How to Use UMLs
July 7, 2003, Revised May 18, 2007, November 5, 2008, Reviewed July 6, 2009

There are currently 7 Upfront Mortgage Lenders listed here.

Know Your Desired Mortgage and Your Market Niche


Upfront Mortgage Lenders (UMLs) are for intelligent shoppers who have done their homework. Before they start shopping, they should know the kind of mortgage they want, and the market niche in which they fall.

"Kind of mortgage" includes the type (whether fixed-rate, adjustable rate or balloon), term, down payment, required lock period, and the number of points they want to pay or receive from the lender. Read Tutorials on Selecting Mortgage Features.

"Market niche" refers to any deviations from what lenders consider the ideal applicant. The ideal applicant has excellent credit, is a citizen or permanent resident alien, is purchasing or refinancing a single-family detached house as a primary residence, will not take cash out of the transaction if refinancing, will not have a second mortgage at closing, will fully document income and assets, will escrow taxes and insurance, is the sole borrower (or, if one of several, all will occupy the property), has enough cash from own sources to meet down payment requirements and settlement costs, and has sufficient income to meet standard maximum ratios of housing expense and total expense to income.

Determine if the UML Prices Your Niche


Once you know the loan you want and the market niche in which you fall, you can determine very quickly whether or not a UML meets your needs. You merely check the UML’s table of Market Niches Priced on Line. If your mortgage and niche are not there, you can go elsewhere without wasting time. Restrict your shopping to the UMLs that price your market niche.

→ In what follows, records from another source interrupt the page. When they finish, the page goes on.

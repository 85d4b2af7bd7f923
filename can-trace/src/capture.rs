//! Capture pipeline
//!
//! One capture worker per open channel reads frames from the transport and
//! pushes them into a [`BoundedQueue`]. A single output worker drains the
//! queue and writes one log line per frame to the sink.
//!
//! Frames from one channel keep their capture order. Across channels the
//! output follows queue arrival order, which under contention is enqueue
//! time rather than bus time, so lines from different channels may appear
//! slightly out of timestamp order.

use std::io::Write;
use std::thread;
use std::time::Duration;

use crate::channels::{ChannelSet, OpenChannel};
use crate::clock::Clock;
use crate::config::{DumpConfig, TimestampMode};
use crate::log_file::LogRecord;
use crate::queue::BoundedQueue;
use crate::stop::StopToken;
use crate::transport::Transport;
use crate::types::{CapturedFrame, Result};

/// How often the coordinating thread checks the stop token
const STOP_POLL_INTERVAL: Duration = Duration::from_millis(10);

/// Counters reported when a capture run ends
#[derive(Debug, Clone, Copy, Default, PartialEq, Eq)]
pub struct CaptureStats {
    /// Frames read from the transport and queued
    pub frames_captured: u64,
    /// Lines written to the sink
    pub frames_written: u64,
    /// Transport read calls that failed
    pub read_errors: u64,
}

#[derive(Debug, Default)]
struct WorkerStats {
    captured: u64,
    errors: u64,
}

/// Capture from every channel in `channels` until `stop` is set.
///
/// The channels are brought bus-on together before the workers start. On
/// stop, the capture workers finish their current read, the queue is shut
/// down and the output worker drains every buffered frame before this
/// returns. A failing sink stops the run and its error is returned.
pub fn run_capture<T, W>(
    channels: &ChannelSet<'_, T>,
    config: &DumpConfig,
    sink: W,
    stop: &StopToken,
    clock: &dyn Clock,
) -> Result<CaptureStats>
where
    T: Transport + ?Sized,
    W: Write + Send,
{
    let queue = BoundedQueue::new(config.queue_capacity);
    let start_epoch_us = clock.now_micros();

    channels.bus_on_all()?;
    log::info!(
        "Capturing on {} channel(s), {:?} timestamps",
        channels.len(),
        config.timestamp_mode
    );

    let (mut stats, written) = thread::scope(|scope| {
        let transport = channels.transport();
        let queue = &queue;

        let capture_workers: Vec<_> = channels
            .iter()
            .map(|open| {
                let open = *open;
                scope.spawn(move || capture_worker(transport, open, queue, stop, config.read_timeout()))
            })
            .collect();

        let output = scope.spawn(move || output_worker(queue, sink, config, start_epoch_us, stop));

        while !stop.is_stopped() {
            clock.sleep(STOP_POLL_INTERVAL);
        }
        log::debug!("Stop requested, shutting down capture");

        let mut stats = CaptureStats::default();
        for worker in capture_workers {
            let worker = worker.join().unwrap_or_else(|e| std::panic::resume_unwind(e));
            stats.frames_captured += worker.captured;
            stats.read_errors += worker.errors;
        }

        queue.shutdown();
        let written = output.join().unwrap_or_else(|e| std::panic::resume_unwind(e));
        (stats, written)
    });

    stats.frames_written = written?;
    log::info!(
        "Capture finished: {} captured, {} written, {} read errors",
        stats.frames_captured,
        stats.frames_written,
        stats.read_errors
    );
    Ok(stats)
}

fn capture_worker<T: Transport + ?Sized>(
    transport: &T,
    open: OpenChannel,
    queue: &BoundedQueue<CapturedFrame>,
    stop: &StopToken,
    timeout: Duration,
) -> WorkerStats {
    let channel = open.config.channel();
    let mut stats = WorkerStats::default();

    while !stop.is_stopped() {
        match transport.read(open.handle, timeout) {
            Ok(Some(received)) => {
                let captured = CapturedFrame::new(channel, received.timestamp_us, received.frame);
                log::trace!("ch{} rx {}", channel, captured.frame);
                if queue.enqueue(captured).is_err() {
                    break;
                }
                stats.captured += 1;
            }
            Ok(None) => {}
            Err(e) => {
                log::warn!("Read failed on channel {}: {}", channel, e);
                stats.errors += 1;
                thread::sleep(timeout);
            }
        }
    }

    log::debug!("Capture worker for channel {} exiting", channel);
    stats
}

fn output_worker<W: Write>(
    queue: &BoundedQueue<CapturedFrame>,
    mut sink: W,
    config: &DumpConfig,
    start_epoch_us: u64,
    stop: &StopToken,
) -> Result<u64> {
    let result = drain_into(queue, &mut sink, config, start_epoch_us, stop);
    if result.is_err() {
        // release producers blocked on a full queue
        stop.stop();
        queue.shutdown();
    }
    result
}

fn drain_into<W: Write>(
    queue: &BoundedQueue<CapturedFrame>,
    sink: &mut W,
    config: &DumpConfig,
    start_epoch_us: u64,
    stop: &StopToken,
) -> Result<u64> {
    let mut written = 0u64;
    let mut emit = |captured: CapturedFrame, sink: &mut W| -> Result<()> {
        let captured = match config.timestamp_mode {
            TimestampMode::Absolute => captured.rebased(start_epoch_us),
            TimestampMode::Delta => captured,
        };
        let record = LogRecord::from(captured);
        if config.verbose {
            writeln!(sink, "{}", record.verbose())?;
        } else {
            writeln!(sink, "{}", record)?;
        }
        written += 1;
        Ok(())
    };

    while !stop.is_stopped() {
        match queue.dequeue_timeout(config.output_poll()) {
            Ok(Some(captured)) => emit(captured, sink)?,
            Ok(None) => {}
            Err(_) => break,
        }
    }

    // nothing buffered may be lost: keep going until the queue is shut down and empty
    while let Ok(captured) = queue.dequeue() {
        emit(captured, sink)?;
    }
    sink.flush()?;

    Ok(written)
}

#[cfg(test)]
mod tests {
    use super::*;
    use crate::channel::parse_channel_spec;
    use crate::clock::SystemClock;
    use crate::log_file::parse_log_line;
    use crate::transport::VirtualBus;
    use crate::types::Frame;
    use std::io;

    /// Inject once the channel is bus-on
    fn inject_when_ready(bus: &VirtualBus, channel: u8, frame: Frame) {
        while bus.inject(channel, frame) == 0 {
            thread::sleep(Duration::from_millis(1));
        }
    }

    #[test]
    fn test_capture_writes_every_frame() {
        let bus = VirtualBus::new();
        let configs = [parse_channel_spec("0").unwrap()];
        let set = ChannelSet::open(&bus, &configs).unwrap();

        let stop = StopToken::new();
        let config = DumpConfig::new().with_timestamp_mode(TimestampMode::Delta);
        let mut out = Vec::new();

        let stats = thread::scope(|s| {
            let stopper = stop.clone();
            let bus = &bus;
            s.spawn(move || {
                inject_when_ready(bus, 0, Frame::new(0x100, false, &[0]).unwrap());
                for i in 1..10u8 {
                    bus.inject(0, Frame::new(0x100 + u32::from(i), false, &[i]).unwrap());
                }
                thread::sleep(Duration::from_millis(200));
                stopper.stop();
            });
            run_capture(&set, &config, &mut out, &stop, &SystemClock::new()).unwrap()
        });

        assert_eq!(stats.frames_captured, 10);
        assert_eq!(stats.frames_written, 10);

        let text = String::from_utf8(out).unwrap();
        let ids: Vec<u32> = text
            .lines()
            .enumerate()
            .map(|(i, line)| parse_log_line(line, i + 1).unwrap().frame.id())
            .collect();
        assert_eq!(ids, (0x100..0x10A).collect::<Vec<_>>());
    }

    /// Sink that fails every write
    struct BrokenPipe;

    impl Write for BrokenPipe {
        fn write(&mut self, _buf: &[u8]) -> io::Result<usize> {
            Err(io::Error::new(io::ErrorKind::BrokenPipe, "closed"))
        }
        fn flush(&mut self) -> io::Result<()> {
            Ok(())
        }
    }

    #[test]
    fn test_sink_failure_ends_capture() {
        let bus = VirtualBus::new();
        let configs = [parse_channel_spec("1").unwrap()];
        let set = ChannelSet::open(&bus, &configs).unwrap();
        let stop = StopToken::new();

        let result = thread::scope(|s| {
            let bus = &bus;
            s.spawn(move || inject_when_ready(bus, 1, Frame::new(0x1, false, &[]).unwrap()));
            run_capture(&set, &DumpConfig::new(), BrokenPipe, &stop, &SystemClock::new())
        });

        assert!(result.is_err());
        assert!(stop.is_stopped());
    }
}
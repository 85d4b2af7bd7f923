//! Compact ASCII frame format
//!
//! ```text
//! <can_id>#{data}                 classic data frame
//! <can_id>#R{len}                 classic remote request
//! <can_id>##<flags>{data}         CAN FD frame
//! ```
//!
//! `<can_id>` is 3 hex digits (11-bit) or 8 hex digits (29-bit). Data is a
//! run of 2-digit hex bytes; a single `.` may precede any byte. `<flags>` is
//! one hex digit carrying BRS (0x1) and ESI (0x2).
//!
//! Examples: `123#1122334455667788`, `123##11122334455667788`,
//! `12345678#DEADBEEF`, `5AA#R3`, `1F334455#11.22.33`.

use std::fmt;

use crate::dlc::{CANFD_MAX_DLEN, CAN_MAX_DLEN};
use crate::types::{
    Frame, FrameFlags, Result, TraceError, CAN_EFF_MASK, CAN_ERR_FLAG, CAN_SFF_MASK,
};

const CANID_DELIM: u8 = b'#';
const DATA_SEPARATOR: u8 = b'.';

/// Flag digit bits of the `##<flags>` field
const CANFD_BRS: u8 = 0x01;
const CANFD_ESI: u8 = 0x02;
const CANFD_FDF: u8 = 0x04;

const HEX_UPPER: &[u8; 16] = b"0123456789ABCDEF";

/// Value of a single hex digit, `None` if `c` is not one
pub fn hex_nibble(c: u8) -> Option<u8> {
    match c {
        b'0'..=b'9' => Some(c - b'0'),
        b'A'..=b'F' => Some(c - b'A' + 10),
        b'a'..=b'f' => Some(c - b'a' + 10),
        _ => None,
    }
}

/// Decode a frame from its compact text form
pub fn decode(text: &str) -> Result<Frame> {
    let cs = text.as_bytes();
    let at = |i: usize| cs.get(i).copied();
    let nibble_at = |i: usize, what: &str| {
        at(i)
            .and_then(hex_nibble)
            .ok_or_else(|| TraceError::decode(text, format!("invalid hex digit in {} at offset {}", what, i)))
    };

    if cs.len() < 4 {
        return Err(TraceError::decode(text, "too short"));
    }

    let mut flags = FrameFlags::empty();
    let (id, mut idx) = if at(3) == Some(CANID_DELIM) {
        let mut id = 0u32;
        for i in 0..3 {
            id = (id << 4) | u32::from(nibble_at(i, "identifier")?);
        }
        (id & CAN_SFF_MASK, 4)
    } else if at(5) == Some(CANID_DELIM) {
        return Err(TraceError::decode(text, "CAN XL frames are not supported"));
    } else if at(8) == Some(CANID_DELIM) {
        let mut id = 0u32;
        for i in 0..8 {
            id = (id << 4) | u32::from(nibble_at(i, "identifier")?);
        }
        // 8 digits but no error frame: extended frame
        if id & CAN_ERR_FLAG == 0 {
            flags |= FrameFlags::EXTENDED;
        }
        (id & CAN_EFF_MASK, 9)
    } else {
        return Err(TraceError::decode(text, "missing '#' after 3 or 8 digit identifier"));
    };

    if matches!(at(idx), Some(b'R') | Some(b'r')) {
        flags |= FrameFlags::REMOTE_REQUEST;
        let mut len = 0u8;
        if let Some(c) = at(idx + 1) {
            let requested = hex_nibble(c)
                .ok_or_else(|| TraceError::decode(text, "invalid remote request length"))?;
            // digits above 8 are not a classic length and are ignored
            if usize::from(requested) <= CAN_MAX_DLEN {
                len = requested;
            }
        }
        return Ok(Frame::from_parts(id, flags, len, [0; CANFD_MAX_DLEN]));
    }

    let mut max_len = CAN_MAX_DLEN;
    if at(idx) == Some(CANID_DELIM) {
        let fd_flags = nibble_at(idx + 1, "FD flags")?;
        flags |= FrameFlags::FD_FRAME;
        if fd_flags & CANFD_BRS != 0 {
            flags |= FrameFlags::BIT_RATE_SWITCH;
        }
        if fd_flags & CANFD_ESI != 0 {
            flags |= FrameFlags::ERROR_STATE_INDICATOR;
        }
        max_len = CANFD_MAX_DLEN;
        idx += 2;
    } else if at(idx + 14) == Some(CANID_DELIM) {
        return Err(TraceError::decode(text, "CAN XL frames are not supported"));
    }

    let mut data = [0u8; CANFD_MAX_DLEN];
    let mut len = 0usize;
    while len < max_len {
        if at(idx) == Some(DATA_SEPARATOR) {
            idx += 1;
        }
        if idx >= cs.len() {
            break;
        }
        let hi = nibble_at(idx, "data")?;
        let lo = nibble_at(idx + 1, "data")?;
        data[len] = (hi << 4) | lo;
        len += 1;
        idx += 2;
    }

    Ok(Frame::from_parts(id, flags, len as u8, data))
}

fn push_hex_byte(out: &mut String, byte: u8) {
    out.push(HEX_UPPER[usize::from(byte >> 4)] as char);
    out.push(HEX_UPPER[usize::from(byte & 0x0F)] as char);
}

/// Encode a frame into its compact text form
pub fn encode(frame: &Frame) -> String {
    let mut out = String::with_capacity(12 + CANFD_MAX_DLEN * 2);

    if frame.is_extended() {
        out.push_str(&format!("{:08X}", frame.id() & CAN_EFF_MASK));
    } else {
        out.push_str(&format!("{:03X}", frame.id() & CAN_SFF_MASK));
    }
    out.push(CANID_DELIM as char);

    if frame.is_remote() {
        out.push('R');
        let len = frame.len();
        if len > 0 && len <= CAN_MAX_DLEN {
            out.push(HEX_UPPER[len] as char);
        }
        return out;
    }

    if frame.is_fd() {
        let mut fd_flags = CANFD_FDF;
        if frame.is_brs() {
            fd_flags |= CANFD_BRS;
        }
        if frame.is_esi() {
            fd_flags |= CANFD_ESI;
        }
        out.push(CANID_DELIM as char);
        out.push(HEX_UPPER[usize::from(fd_flags)] as char);
    }

    // data() never reaches past the 64 byte buffer
    for &byte in frame.data() {
        push_hex_byte(&mut out, byte);
    }
    out
}

/// Seven fixed slots `xRoNFBE`, blank when the flag is clear
#[derive(Debug, Clone, Copy, PartialEq, Eq)]
pub struct FlagSummary(pub FrameFlags);

impl fmt::Display for FlagSummary {
    fn fmt(&self, f: &mut fmt::Formatter<'_>) -> fmt::Result {
        let slots = [
            (FrameFlags::EXTENDED, 'x'),
            (FrameFlags::REMOTE_REQUEST, 'R'),
            (FrameFlags::OVERRUN_ERROR, 'o'),
            (FrameFlags::TRANSCEIVER_ERROR, 'N'),
            (FrameFlags::FD_FRAME, 'F'),
            (FrameFlags::BIT_RATE_SWITCH, 'B'),
            (FrameFlags::ERROR_STATE_INDICATOR, 'E'),
        ];
        for (flag, c) in slots {
            let c = if self.0.contains(flag) { c } else { ' ' };
            write!(f, "{}", c)?;
        }
        Ok(())
    }
}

Comparing Prices of FRMs at Different UMLs


The best way to compare prices of an FRM is to choose an interest rate, and then record the points and other lender fees for that rate at each UML. This is easy to do because rates are almost always defined in increments of .125%, whereas points can be anything. Make sure all comparisons are as of the same day, since a change in the market can invalidate comparisons made on different days.

For this purpose, you choose a rate that meets your rate/point objective, which you should know going in. Do you want to pay points for the lowest rate possible because you expect to have the mortgage a long time? Or do you want a negative point loan because you expect to be out of the house in a few years, or because you are short of cash? Or are you somewhere in-between?

You also want to record the third party settlement costs of each UML, distinguishing those costs that are guaranteed by the UML and those that are estimates. If a particular cost, say title insurance, is lower at one UML and it is guaranteed by the UML, you can adjust your total cost accordingly.

There are no rules for dealing with differences in third party cost estimates. A low estimate could reflect that the UML has a low-cost supplier, or it could just be a mistake. I don't believe that any of the UMLs deliberately "low-ball" these estimates, but I can't guarantee that.

Comparing Prices of ARMs at Different UMLs


A UML may meet my requirements pertaining to ARMs by calculating schedules of interest rate and mortgage payment under no-change and worst-case scenarios. None of them do that, however, they meet an alternative option, which is to provide the information the shopper needs to calculate these (and perhaps other) scenarios using calculators on my web site. The required information is shown in Information Needed to Evaluate an ARM. The calculators are the those numbered 9a to 9ci. They make it relatively easy to compare ARMs offered by different UMLs. For help, read How Do You Assess an Adjustable Rate Mortgage?

What To Do if You Are Not Approved


UMLs price loans on their web sites but do not qualify borrowers on their sites. It is possible, therefore, that you will not be approved. The risk is heightened during a financial crisis.

Usually, however, a borrower who cannot be approved for a conventional loan can be approved for an FHA. If you are rejected, just start over, shopping for an FHA at the UMLs that price them on their site. These are Amerisave, Betterchoice Loans and Century Point Mortgage. In most cases, the all-in price will be higher on FHAs, though in many cases, it is not that much higher.